A semi-automatic knowledge graph development solution for process safety in the chemical industry is designed in this paper. Each part of the entire development process can be run programmatically with manual supervision and modification. The main contributions of this paper are listed as follows:

• Different from FRAM and PRAF, a semi-automatic knowledge graph development solution for improved process safety is proposed in this paper, which can qualitatively and comprehensively model various processes in the form of semantic networks. This construction framework makes full use of the knowledge of process safety in the chemical industry and provides the foundation for improving process safety level. And it can be promoted to other production processes in the chemical industry.

• We construct a schema representing the process technologies and concepts in the chemical industry, which is the foundation of the knowledge graph. The main challenge of constructing this schema is how to properly define classes, relations, and properties to describe the process safety analysis process, while minimizing ambiguity and ensuring inference.
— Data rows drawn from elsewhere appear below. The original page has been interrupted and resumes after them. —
//! Prompt construction for narrative generation.
//!
//! The texts here are part of the crate's observable behavior (the welcome
//! message is stored verbatim in every new conversation), so they are fixed
//! constants rather than configuration.

use crate::analysis::AnalysisReport;
use crate::conversations::{Message, Role};
use crate::narrative::{PromptMessage, PromptRole};

/// Assistant message seeded into every new conversation.
pub const WELCOME_MESSAGE: &str = "Hello! I'm here to help you analyze your requirements and design documents. Feel free to ask questions about the analysis, gaps, or recommendations.";

/// System prompt for conversational turns.
pub const CHAT_SYSTEM_PROMPT: &str = "You are a helpful assistant for software requirements and design analysis. You have access to the current analysis context and can answer questions about requirements, design, and recommendations.";

/// System prompt for the one-shot feedback generation.
pub const FEEDBACK_SYSTEM_PROMPT: &str = "You are a software architecture expert specializing in requirements analysis and design validation.";

/// The five asks appended to every feedback prompt.
const FEEDBACK_ASKS: &str = r#"Based on the semantic analysis above, provide:

1. **Executive Summary**: Brief overview of the alignment quality
2. **Detailed Gap Analysis**: Specific requirements that are missing or poorly addressed in the design
3. **Design Coverage**: Which design elements effectively address which requirements
4. **Priority Recommendations**:
   - High priority: Critical missing requirements
   - Medium priority: Requirements with partial coverage
   - Low priority: Minor gaps or improvements
5. **Actionable Next Steps**: Specific recommendations for design improvements

Format your response in a clear, structured way with actionable insights. Use markdown formatting for better readability."#;

fn pretty_json<T: serde::Serialize>(value: &T) -> String {
    serde_json::to_string_pretty(value).unwrap_or_else(|_| "null".to_string())
}

/// Build the structured feedback prompt over a finished analysis.
pub fn build_feedback_prompt(
    report: &AnalysisReport,
    requirements: &[String],
    design: &[String],
) -> String {
    let detailed: Vec<serde_json::Value> = report
        .verdicts
        .iter()
        .map(|verdict| {
            serde_json::json!({
                "requirement": verdict.requirement,
                "status": verdict.coverage,
                "similarity_score": verdict.similarity_score,
                "matched_design_items": verdict.matched_design_items,
                "issue": verdict.issue,
            })
        })
        .collect();

    format!(
        "You are an expert software architect analyzing the alignment between requirements and design documents.\n\
         \n\
         SUMMARY:\n\
         - Total Requirements: {total_requirements}\n\
         - Total Design Items: {total_design_items}\n\
         - Requirements Covered: {covered}\n\
         - Requirements Missing: {missing}\n\
         - Coverage Percentage: {percent:.1}%\n\
         \n\
         PARSED REQUIREMENTS:\n\
         {requirements}\n\
         \n\
         PARSED DESIGN ELEMENTS:\n\
         {design}\n\
         \n\
         SEMANTIC ANALYSIS RESULTS:\n\
         {analysis}\n\
         \n\
         {asks}",
        total_requirements = report.summary.total_requirements,
        total_design_items = report.summary.total_design_items,
        covered = report.summary.covered_requirements,
        missing = report.summary.missing_requirements,
        percent = report.summary.coverage_percent,
        requirements = pretty_json(&requirements),
        design = pretty_json(&design),
        analysis = pretty_json(&detailed),
        asks = FEEDBACK_ASKS,
    )
}

/// Assemble the wire messages for one conversational turn: system prompt,
/// the windowed prior history, then the user text (with the analysis
/// context appended when one is attached to the conversation).
pub fn build_chat_messages(
    prior: &[Message],
    user_text: &str,
    context: Option<&serde_json::Value>,
) -> Vec<PromptMessage> {
    let mut messages = Vec::with_capacity(prior.len() + 2);
    messages.push(PromptMessage {
        role: PromptRole::System,
        content: CHAT_SYSTEM_PROMPT.to_string(),
    });

    for message in prior {
        messages.push(PromptMessage {
            role: match message.role {
                Role::User => PromptRole::User,
                Role::Assistant => PromptRole::Assistant,
            },
            content: message.content.clone(),
        });
    }

    let content = match context {
        Some(ctx) => format!(
            "{}\nCurrent Analysis Context: {}",
            user_text,
            pretty_json(ctx)
        ),
        None => user_text.to_string(),
    };
    messages.push(PromptMessage {
        role: PromptRole::User,
        content,
    });

    messages
}

#[cfg(test)]
mod tests {
    use super::*;
    use crate::analysis::analyze;
    use chrono::Utc;

    fn owned(items: &[&str]) -> Vec<String> {
        items.iter().map(|s| s.to_string()).collect()
    }

    #[test]
    fn chat_messages_start_with_system_and_end_with_user() {
        let prior = vec![
            Message {
                role: Role::Assistant,
                content: WELCOME_MESSAGE.to_string(),
                timestamp: Utc::now(),
            },
            Message {
                role: Role::User,
                content: "What gaps exist?".to_string(),
                timestamp: Utc::now(),
            },
        ];
        let messages = build_chat_messages(&prior, "Tell me more", None);

        assert_eq!(messages.len(), 4);
        assert_eq!(messages[0].role, PromptRole::System);
        assert_eq!(messages[0].content, CHAT_SYSTEM_PROMPT);
        assert_eq!(messages[1].role, PromptRole::Assistant);
        assert_eq!(messages[2].role, PromptRole::User);
        assert_eq!(messages[3].role, PromptRole::User);
        assert_eq!(messages[3].content, "Tell me more");
    }

    #[test]
    fn context_is_appended_to_the_user_text() {
        let context = serde_json::json!({"covered_requirements": 3});
        let messages = build_chat_messages(&[], "How is coverage?", Some(&context));

        let user = &messages.last().unwrap().content;
        assert!(user.starts_with("How is coverage?\nCurrent Analysis Context: "));
        assert!(user.contains("\"covered_requirements\": 3"));
    }

    #[test]
    fn feedback_prompt_carries_summary_and_verdicts() {
        let requirements = owned(&["encrypt stored data"]);
        let design = owned(&["render dashboard"]);
        let report = analyze(&requirements, &design, 0.3).unwrap();
        let prompt = build_feedback_prompt(&report, &requirements, &design);

        assert!(prompt.contains("- Total Requirements: 1"));
        assert!(prompt.contains("- Total Design Items: 1"));
        assert!(prompt.contains("- Coverage Percentage: 0.0%"));
        assert!(prompt.contains("PARSED REQUIREMENTS:"));
        assert!(prompt.contains("\"status\": \"Missing\""));
        assert!(prompt.contains("\"issue\": \"Requirement not found in design\""));
        assert!(prompt.contains("1. **Executive Summary**"));
        assert!(prompt.contains("5. **Actionable Next Steps**"));
    }
}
• To semi-automatically extract useful data from different data sources, such as the existing relational databases and text documents, different extraction solutions are designed based on natural language processing (NLP) technologies.

• Based on constructed knowledge graphs, several useful applications, including knowledge visualization, automatic information retrieval and extraction of causal chains, are realized in the case of delayed coking process.